PANDARUS Go to, a bargain made. Seal it, seal it. I’ll be the witness. Here I hold your hand; here, my cousin’s. If ever you prove false one to another, since I have taken such pain to bring you together, let all pitiful goers-between be called to the world’s end after my name: call them all panders. Let all constant men be Troiluses, all false women Cressids, and all brokers-between panders. Say ‘Amen’.

TROILUS Amen.

CRESSIDA Amen.

PANDARUS Amen. Whereupon I will show you a chamber with a bed—which bed, because it shall not speak of your pretty encounters, press it to death. Away!

Exeunt Troilus and Cressida

And Cupid grant all tongue-tied maidens here

Bed, chamber, pander to provide this gear. Exit

3.3 Flourish. Enter Ulysses, Diomedes, Nestor, Agamemnon, Menelaus, Ajax, and Calchas

CALCHAS

Now, princes, for the service I have done you,

Th‘advantage of the time prompts me aloud

To call for recompense. Appear it to your mind

That through the sight I bear in things to come

I have abandoned Troy, left my profession,

Incurred a traitor’s name, exposed myself

From certain and possessed conveniences

To doubtful fortunes, sequest’ring from me all

That time, acquaintance, custom, and condition

Made tame and most familiar to my nature,

And here to do you service am become

As new into the world, strange, unacquainted.

I do beseech you, as in way of taste,

To give me now a little benefit

Out of those many registered in promise

Which you say live to come in my behalf.

AGAMEMNON

What wouldst thou of us, Trojan? Make demand.

CALCHAS

You have a Trojan prisoner called Antenor,

Yesterday took. Troy holds him very dear.
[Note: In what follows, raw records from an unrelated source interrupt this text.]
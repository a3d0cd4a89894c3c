//! Tenant registry (room membership)
//!
//! Maps a tenant routing token to the agent connections currently serving it.
//! Mutated only on connect/disconnect, read on every forward. Readers get a
//! snapshot of the member handles so no lock is held while sending.

use crate::connection::{AgentConnection, ConnectionId};
use std::collections::HashMap;
use std::sync::{PoisonError, RwLock};

#[derive(Debug, Default)]
struct Rooms {
    /// tenant -> (connection id -> handle)
    members: HashMap<String, HashMap<ConnectionId, AgentConnection>>,
    /// connection id -> tenant, for leave()
    membership: HashMap<ConnectionId, String>,
}

/// Result of removing a connection from its room
#[derive(Debug, Clone, PartialEq, Eq)]
pub struct Departure {
    pub tenant: String,
    /// Connections still joined to the tenant's room
    pub remaining: usize,
}

/// Registry of tenant rooms
#[derive(Debug, Default)]
pub struct TenantRegistry {
    rooms: RwLock<Rooms>,
}

impl TenantRegistry {
    pub fn new() -> Self {
        Self::default()
    }

    /// Join a connection to the room of `tenant`
    pub fn join(&self, tenant: &str, connection: AgentConnection) {
        let mut rooms = self.rooms.write().unwrap_or_else(PoisonError::into_inner);
        let connection_id = connection.connection_id;

        rooms
            .membership
            .insert(connection_id, tenant.to_string());
        let room = rooms.members.entry(tenant.to_string()).or_default();
        room.insert(connection_id, connection);

        tracing::info!(
            tenant = %tenant,
            connection_id = %connection_id,
            members = room.len(),
            "Agent joined tenant room"
        );
        if room.len() > 1 {
            tracing::warn!(
                tenant = %tenant,
                members = room.len(),
                "More than one agent serves this tenant; requests will fan out"
            );
        }
    }

    /// Remove a connection from whichever room it joined
    ///
    /// Returns None if the connection was not a member.
    pub fn leave(&self, connection_id: ConnectionId) -> Option<Departure> {
        let mut rooms = self.rooms.write().unwrap_or_else(PoisonError::into_inner);

        let tenant = rooms.membership.remove(&connection_id)?;
        let remaining = match rooms.members.get_mut(&tenant) {
            Some(room) => {
                room.remove(&connection_id);
                room.len()
            }
            None => 0,
        };
        if remaining == 0 {
            rooms.members.remove(&tenant);
        }

        tracing::info!(
            tenant = %tenant,
            connection_id = %connection_id,
            remaining,
            "Agent left tenant room"
        );

        Some(Departure { tenant, remaining })
    }

    /// Snapshot of the connections currently joined to `tenant`
    pub fn members_of(&self, tenant: &str) -> Vec<AgentConnection> {
        let rooms = self.rooms.read().unwrap_or_else(PoisonError::into_inner);
        rooms
            .members
            .get(tenant)
            .map(|room| room.values().cloned().collect())
            .unwrap_or_default()
    }

    pub fn member_count(&self, tenant: &str) -> usize {
        let rooms = self.rooms.read().unwrap_or_else(PoisonError::into_inner);
        rooms.members.get(tenant).map(HashMap::len).unwrap_or(0)
    }

    /// Total number of joined connections across all tenants
    pub fn connection_count(&self) -> usize {
        let rooms = self.rooms.read().unwrap_or_else(PoisonError::into_inner);
        rooms.membership.len()
    }
}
Oft have you—often have you thanks therefor—

Desired my Cressid in right great exchange,

Whom Troy hath still denied. But this Antenor

I know is such a wrest in their affairs

That their negotiations all must slack,

Wanting his manage, and they will almost

Give us a prince of blood, a son of Priam,

In change of him. Let him be sent, great princes,

And he shall buy my daughter, and her presence

Shall quite strike off all service I have done

In most accepted pain.

AGAMEMNON

Let Diomedes bear him,

And bring us Cressid hither; Calchas shall have

What he requests of us. Good Diomed,

Furnish you fairly for this interchange;

Withal bring word if Hector will tomorrow

Be answered in his challenge. Ajax is ready.

DIOMEDES

This shall I undertake, and ’tis a burden

Which I am proud to bear. Exit with Calchas

Enter Achilles and Patroclus in their tent

ULYSSES

Achilles stands i‘th’ entrance of his tent.

Please it our general pass strangely by him,

As if he were forgot; and, princes all,

Lay negligent and loose regard upon him.

I will come last. ’Tis like he’ll question me

Why such unplausive eyes are bent, why turned on

him.

If so, I have derision medicinable

To use between your strangeness and his pride,

Which his own will shall have desire to drink.